====== Records provided

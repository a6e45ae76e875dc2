mod error;
mod form;
mod sorting;
mod types;

pub use error::EventError;
pub use form::{
    parse_event_form, parse_string_list, EventForm, ValidatedEventForm, AGENDA_FIELD,
    IMAGE_FIELD, TAGS_FIELD,
};
pub use sorting::{is_newest_first, sort_events_newest_first};
pub use types::{is_reserved_attribute, Event, EventDraft, ImageFile, RESERVED_ATTRIBUTES};
//! Identity provider client.
//!
//! Token verification is delegated entirely to the hosted identity provider;
//! this service never inspects token contents itself. The provider is an
//! injected dependency so tests can substitute a fake per-case.

use async_trait::async_trait;
use serde::Deserialize;
use std::time::Duration;
use uuid::Uuid;

use crate::config::IdentityProviderConfig;

/// Verified caller identity as vouched for by the identity provider.
/// Ephemeral: derived per request, never persisted.
#[derive(Debug, Clone)]
pub struct Subject {
    pub id: Uuid,
    pub email: String,
}

#[derive(Debug, thiserror::Error)]
pub enum IdentityError {
    /// The provider rejected the token. Deliberately carries no distinction
    /// between malformed, expired, and bad-signature tokens.
    #[error("token rejected by identity provider")]
    InvalidToken,

    /// The provider could not be reached or answered garbage.
    #[error("identity provider unavailable: {0}")]
    Unavailable(String),
}

/// Verifies bearer tokens against the identity provider.
#[async_trait]
pub trait IdentityProvider: Send + Sync {
    async fn verify(&self, token: &str) -> Result<Subject, IdentityError>;
}

#[derive(Debug, Deserialize)]
struct ProviderUser {
    id: String,
    email: Option<String>,
}

/// HTTP client for the hosted identity provider's user-info endpoint.
pub struct HttpIdentityProvider {
    client: reqwest::Client,
    user_info_url: String,
    api_key: String,
}

impl HttpIdentityProvider {
    pub fn new(config: &IdentityProviderConfig) -> Result<Self, reqwest::Error> {
        let client = reqwest::Client::builder()
            .timeout(Duration::from_millis(config.timeout_ms))
            .build()?;

        Ok(Self {
            client,
            user_info_url: format!("{}/auth/v1/user", config.base_url.trim_end_matches('/')),
            api_key: config.api_key.clone(),
        })
    }
}

#[async_trait]
impl IdentityProvider for HttpIdentityProvider {
    async fn verify(&self, token: &str) -> Result<Subject, IdentityError> {
        let response = self
            .client
            .get(&self.user_info_url)
            .bearer_auth(token)
            .header("apikey", &self.api_key)
            .send()
            .await
            .map_err(|e| IdentityError::Unavailable(e.to_string()))?;

        let status = response.status();
        if status == reqwest::StatusCode::UNAUTHORIZED || status == reqwest::StatusCode::FORBIDDEN
        {
            return Err(IdentityError::InvalidToken);
        }
        if !status.is_success() {
            return Err(IdentityError::Unavailable(format!(
                "unexpected status {} from identity provider",
                status
            )));
        }

        let user: ProviderUser = response
            .json()
            .await
            .map_err(|e| IdentityError::Unavailable(e.to_string()))?;

        // An empty or unparseable subject is treated the same as a rejected
        // token: there is no identity to act on.
        let id = user
            .id
            .parse::<Uuid>()
            .map_err(|_| IdentityError::InvalidToken)?;
        let email = match user.email {
            Some(email) if !email.is_empty() => email,
            _ => return Err(IdentityError::InvalidToken),
        };

        Ok(Subject { id, email })
    }
}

============

Exercise goal:
Tally the lines of the material that include "struct". Only the total should be given.

Response to the exercise:
3